Public Libraries have always existed to serve multiple purposes.
Throughout their history public library leaders have taken very different views about the purpose – and beneficial impact on society – of public libraries. This ambiguity has allowed for “interpretive flexibility” among library staff, the general public and the donor class that financially support public libraries, albeit for different reasons. Everyone can see libraries differently.
Even among the library sector’s leaders and most ardent supporters there have been differing opinions on what the purpose of the library.
- Melvil Dewey created the system that organized non-fiction library books but placed much less emphasis on fiction.
- Andrew Carnegie had a very clear vision of public libraries as enabling individual advancement, to the benefit of business and commerce.
- At the end of World War I the library director of Newark, NJ declared that the public libraries were failures because they had not stopped global conflict.
- After World War II the Public Library Inquiry reported that librarians believed their role was to provide broad public education.
- In the 1970s the director of the Queens Public Library believed that libraries existed largely to support the formal education system.
- Some librarians have been against popular fiction while others have been their champion.
- Some have quietly supported community censorship, while others have railed against it.
Nevertheless, in spite of these divergent opinions on the “why?” of the library, the “what” has remained constant: a stable building, a circulating collection, a trained staff and uninhibited patrons.
Does there need to be a single answer to the question, ‘why do libraries exist?’
For nearly their entire history American public libraries have weathered the critique that they should think more strategically or face elimination. Libraries have persisted in communities despite largely dismissing these warnings. In doing so they seem to have proven all of their critics more or less wrong. Therefore, anyone forecasting the demise of libraries at the hands of “the internet” should be cautious. And yet the power of digital technology to transform industries demands its own respect.

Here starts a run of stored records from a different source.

impl MonitorProcessor {
    pub fn new(
        repos: Repositories,
        platform: Arc<dyn PlatformApi>,
        governor: RateGovernor,
        clock: SharedClock,
        events: EngineEventBroadcaster,
        config: ProcessorConfig,
    ) -> Self {
        let dispatcher = Dispatcher::new(
            Arc::clone(&platform),
            governor.clone(),
            config.dispatch_timeout,
        );
        Self {
            repos,
            platform,
            governor,
            dispatcher,
            clock,
            events,
            config,
            in_flight: DashMap::new(),
        }
    }

    pub fn governor(&self) -> &RateGovernor {
        &self.governor
    }

    /// Run one pass over `monitor_id`. Used by the scheduler and by manual
    /// triggers. A concurrent pass on the same monitor is skipped.
    pub async fn process_monitor(&self, monitor_id: &str) -> ProcessReport {
        let lock = self
            .in_flight
            .entry(monitor_id.to_string())
            .or_default()
            .clone();
        let Ok(guard) = lock.try_lock_owned() else {
            debug!(monitor_id, "Pass already running");
            return self.skip(monitor_id, SkipReason::AlreadyRunning);
        };

        let report = match self.run_pass(monitor_id).await {
            Ok(report) => report,
            Err(e) => {
                warn!(monitor_id, error = %e, "Monitor pass failed");
                ProcessReport::failed(monitor_id, e.to_string())
            }
        };

        drop(guard);
        self.in_flight
            .remove_if(monitor_id, |_, lock| Arc::strong_count(lock) == 1);
        report
    }

    fn skip(&self, monitor_id: &str, reason: SkipReason) -> ProcessReport {
        self.events.publish(EngineEvent::MonitorSkipped {
            monitor_id: monitor_id.to_string(),
            reason,
            timestamp: self.clock.now(),
        });
        ProcessReport::skipped(monitor_id, reason)
    }

    async fn eligibility(&self, monitor: &Monitor) -> Result<Option<SkipReason>> {
        if !monitor.status.is_active() {
            return Ok(Some(SkipReason::Inactive));
        }
        if monitor.is_expired(self.clock.now()) {
            return Ok(Some(SkipReason::Expired));
        }

        let tier = self.repos.owners.subscription_tier(&monitor.owner_id).await?;
        let active = self
            .repos
            .monitors
            .count_by_owner_and_status(&monitor.owner_id, MonitorStatus::Active)
            .await?;
        if active > tier.active_monitor_quota() as u64 {
            info!(
                monitor_id = %monitor.id,
                owner_id = %monitor.owner_id,
                tier = tier.as_str(),
                active,
                "Owner over active monitor quota"
            );
            return Ok(Some(SkipReason::QuotaExceeded));
        }
        Ok(None)
    }

    async fn run_pass(&self, monitor_id: &str) -> Result<ProcessReport> {
        let Some(mut monitor) = self.repos.monitors.find_monitor(monitor_id).await? else {
            return Ok(self.skip(monitor_id, SkipReason::NotFound));
        };
        if let Some(reason) = self.eligibility(&monitor).await? {
            return Ok(self.skip(monitor_id, reason));
        }

        let mut report = ProcessReport {
            monitor_id: monitor_id.to_string(),
            success: true,
            ..Default::default()
        };

        let mut rules = self.repos.rules.get_rules(&monitor.rule_ids).await?;

        let post_ids = match self.target_posts(&monitor).await {
            Ok(ids) => ids,
            Err(e) => {
                warn!(monitor_id, error = %e, "Listing posts failed");
                monitor.record_error(e.to_string(), e.code(), self.clock.now());
                self.finish(&mut monitor).await?;
                report.success = false;
                report.error = Some(e.to_string());
                return Ok(report);
            }
        };

        debug!(monitor_id, posts = post_ids.len(), rules = rules.len(), "Starting pass");

        for (index, post_id) in post_ids.iter().enumerate() {
            if index > 0
                && let Some(halt) = self.should_halt(&mut monitor).await?
            {
                log_halt(monitor_id, &halt);
                break;
            }

            let (post_report, halt) = self.process_post(&mut monitor, &mut rules, post_id).await;
            report.per_post.push(post_report);
            report.posts_processed += 1;

            monitor.mark_post_checked(post_id, self.clock.now());
            if let Err(e) = self.save(&monitor).await {
                warn!(monitor_id, error = %e, "Saving monitor progress failed");
            }

            if let Some(halt) = halt {
                log_halt(monitor_id, &halt);
                break;
            }
        }

        self.finish(&mut monitor).await?;
        info!(
            monitor_id,
            posts = report.posts_processed,
            responded = report.responded(),
            "Pass completed"
        );
        Ok(report)
    }

    async fn target_posts(&self, monitor: &Monitor) -> Result<Vec<String>> {
        if !monitor.posts.all_posts {
            return Ok(monitor
                .posts
                .posts
                .iter()
                .take(limits::MAX_POSTS_PER_MONITOR)
                .map(|p| p.post_id.clone())
                .collect());
        }

        let posts = self
            .with_timeout(self.platform.list_posts(&monitor.page_id, &monitor.page_token))
            .await?;
        Ok(posts
            .into_iter()
            .take(monitor.post_cap())
            .map(|p| p.id)
            .collect())
    }

    async fn with_timeout<T>(
        &self,
        fut: impl Future<Output = std::result::Result<T, graph_api::ApiError>>,
    ) -> Result<T> {
        match tokio::time::timeout(self.config.fetch_timeout, fut).await {
            Ok(result) => result.map_err(Error::from),
            Err(_) => Err(Error::Platform(graph_api::ApiError::Timeout(
                self.config.fetch_timeout,
            ))),
        }
    }

    /// Polled between posts: the global pause flag and the stored status.
    async fn should_halt(&self, monitor: &mut Monitor) -> Result<Option<Halt>> {
        if self.governor.is_paused() {
            return Ok(Some(Halt::Paused));
        }
        match self.repos.monitors.find_monitor(&monitor.id).await? {
            Some(stored) if stored.status.is_active() => Ok(None),
            Some(stored) => {
                monitor.status = stored.status;
                Ok(Some(Halt::MonitorLeftActive))
            }
            None => Ok(Some(Halt::MonitorLeftActive)),
        }
    }

    async fn process_post(
        &self,
        monitor: &mut Monitor,
        rules: &mut [Rule],
        post_id: &str,
    ) -> (PostReport, Option<Halt>) {
        let mut post_report = PostReport::new(post_id);

        let comments = match self
            .with_timeout(self.platform.list_comments(post_id, &monitor.page_token))
            .await
        {
            Ok(comments) => comments,
            Err(e) => {
                warn!(monitor_id = %monitor.id, post_id, error = %e, "Fetching comments failed");
                monitor.record_error(e.to_string(), e.code(), self.clock.now());
                post_report.error = Some(e.to_string());
                return (post_report, None);
            }
        };

        let comments = select_comments(monitor, comments);

        for comment in &comments {
            if self.governor.is_paused() {
                return (post_report, Some(Halt::Paused));
            }

            let outcome = match self.process_comment(monitor, rules, comment).await {
                Ok(outcome) => outcome,
                Err(e) => {
                    warn!(
                        monitor_id = %monitor.id,
                        comment_id = %comment.id,
                        error = %e,
                        "Processing comment failed"
                    );
                    monitor.record_error(e.to_string(), e.code(), self.clock.now());
                    CommentOutcome::Error(e.to_string())
                }
            };
            post_report.record(&outcome);

            let attempted = matches!(
                outcome,
                CommentOutcome::Responded | CommentOutcome::DispatchFailed
            );
            if attempted && !self.config.comment_pause.is_zero() {
                tokio::time::sleep(self.config.comment_pause).await;
            }
        }

        (post_report, None)
    }

    async fn process_comment(
        &self,
        monitor: &mut Monitor,
        rules: &mut [Rule],
        comment: &IncomingComment,
    ) -> Result<CommentOutcome> {
        if self.repos.responses.exists(&monitor.id, &comment.id).await? {
            return Ok(CommentOutcome::AlreadyProcessed);
        }

        let now = self.clock.now();
        // Comments left unanswered come back on every pass; count them once.
        let first_sighting = self
            .repos
            .responses
            .mark_seen(&monitor.id, &comment.id, now)
            .await?;
        if first_sighting {
            monitor.record_comment_found();
        }

        if let FilterVerdict::Rejected(reason) = FilterEvaluator::evaluate(comment, &monitor.filters)
        {
            if reason == FilterRejection::Spam && first_sighting {
                monitor.record_spam();
            }
            debug!(monitor_id = %monitor.id, comment_id = %comment.id, reason = reason.as_str(), "Comment filtered");
            self.events.publish(EngineEvent::CommentFiltered {
                monitor_id: monitor.id.clone(),
                comment_id: comment.id.clone(),
                reason,
                timestamp: now,
            });
            return Ok(CommentOutcome::Filtered(reason));
        }

        let permit = match self.governor.try_acquire(monitor) {
            Ok(permit) => permit,
            Err(denied) => {
                debug!(monitor_id = %monitor.id, comment_id = %comment.id, %denied, "Rate limited");
                self.events.publish(EngineEvent::RateLimited {
                    monitor_id: monitor.id.clone(),
                    comment_id: comment.id.clone(),
                    reason: denied.to_string(),
                    timestamp: now,
                });
                return Ok(CommentOutcome::RateLimited);
            }
        };

        let rule_index = RuleMatcher::best_match(comment, rules, now)
            .and_then(|matched| rules.iter().position(|r| std::ptr::eq(r, matched)));
        if rule_index.is_none() && !monitor.behavior.respond_to_all {
            // Dropping the permit releases the reservation.
            drop(permit);
            return Ok(CommentOutcome::NoRuleMatched);
        }

        let generated = response::generate(
            comment,
            rule_index.map(|i| &rules[i]),
            monitor,
            now,
        );
        if let (Some(i), Some(rotation)) = (rule_index, generated.rotation.as_ref()) {
            rules[i].rotation_cursor = rotation.cursor;
            self.repos
                .rules
                .update_rotation(&rotation.rule_id, rotation.cursor, now)
                .await?;
        }

        let result = self
            .dispatcher
            .dispatch(permit, &comment.id, &generated.text, &monitor.page_token)
            .await;

        let done_at = self.clock.now();
        let record = ResponseRecord {
            id: uuid::Uuid::new_v4().to_string(),
            monitor_id: monitor.id.clone(),
            owner_id: monitor.owner_id.clone(),
            rule_id: rule_index.map(|i| rules[i].id.clone()),
            page_id: monitor.page_id.clone(),
            post_id: comment.post_id.clone(),
            comment_id: comment.id.clone(),
            comment_text: comment.text.clone(),
            author_id: comment.author_id.clone(),
            author_name: comment.author_name.clone(),
            sentiment: generated.sentiment,
            is_spam: analysis::is_spam(&comment.text),
            response_text: generated.text.clone(),
            outcome: result.outcome.clone(),
            latency_ms: result.latency_ms,
            created_at: done_at,
            expires_at: done_at + limits::response_ttl(self.config.response_ttl_days),
        };

        match self.repos.responses.insert(&record).await {
            Ok(()) => {}
            Err(Error::Conflict(msg)) => {
                warn!(monitor_id = %monitor.id, comment_id = %comment.id, %msg, "Comment answered concurrently");
                return Ok(CommentOutcome::AlreadyProcessed);
            }
            Err(e) => return Err(e),
        }

        let success = result.outcome.is_success();
        monitor.record_response(success, result.latency_ms, generated.sentiment, done_at);
        if let Some(err) = result.outcome.error() {
            monitor.set_last_error(err.message.clone(), err.code.clone(), done_at);
        }

        if let Some(i) = rule_index {
            let rule = &mut rules[i];
            rule.record_trigger(success, generated.sentiment, done_at);
            self.repos
                .rules
                .update_stats(&rule.id, &rule.stats, done_at)
                .await?;
        }

        match &result.outcome {
            crate::domain::DispatchOutcome::Sent { message_id } => {
                self.events.publish(EngineEvent::CommentResponded {
                    monitor_id: monitor.id.clone(),
                    comment_id: comment.id.clone(),
                    rule_id: record.rule_id.clone(),
                    message_id: message_id.clone(),
                    latency_ms: result.latency_ms,
                    timestamp: done_at,
                });
                Ok(CommentOutcome::Responded)
            }
            crate::domain::DispatchOutcome::Failed(err) => {
                self.events.publish(EngineEvent::DispatchFailed {
                    monitor_id: monitor.id.clone(),
                    comment_id: comment.id.clone(),
                    message: err.message.clone(),
                    code: err.code.clone(),
                    timestamp: done_at,
                });
                Ok(CommentOutcome::DispatchFailed)
            }
        }
    }

    /// Persist counters and checkpoints only. Status and configuration may
    /// have been changed by the owner or by retention while the pass ran.
    async fn save(&self, monitor: &Monitor) -> Result<()> {
        self.repos
            .monitors
            .update_progress(&monitor.id, &monitor.progress())
            .await
    }

    async fn finish(&self, monitor: &mut Monitor) -> Result<()> {
        let now = self.clock.now();
        monitor.last_checked_at = Some(now);
        monitor.updated_at = now;
        match self.save(monitor).await {
            // Deleted mid-pass.
            Err(Error::NotFound { .. }) => Ok(()),
            other => other,
        }
    }
}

Digital technologies can unbundle the traditional public library so that some of its core services (book lending, public programs, education, listening to audiobooks, watching films) appear to be able to exist without some – or all – of its patrons ever entering the branch or interacting with neighbors or library staff. In the process of disaggregating public libraries are at risk of turning down or outsourcing services that were key to their value or public support. Separating the library into a set of distinct services, with some online and some in person, could pierce the halo around the institution that has contributed to its broad support from across communities and make that interpretive flexibility more difficult. Thus while digital offerings can be exciting opportunities to extend the reach of the institution they can also threaten the social contract with the public that allows libraries to receive stable funding from their local government.
The question of dealing with digital transformation is ‘how can libraries continue to satisfy the public?’
Digital transformation has brought an end to countless companies and ideologies. It has brought obsolescence to untold numbers of technologies, businesses, services and products, many previously considered to be unassailable. Libraries are not threatened because they have diminished value, they are threatened because digital technology rearranges the world around them.
The task of libraries in the face of digital transformation is twofold: persist, for as long as possible, while determining whether, by the strategic application of new technology, they could use digital technology to deliver greater value and benefit to society.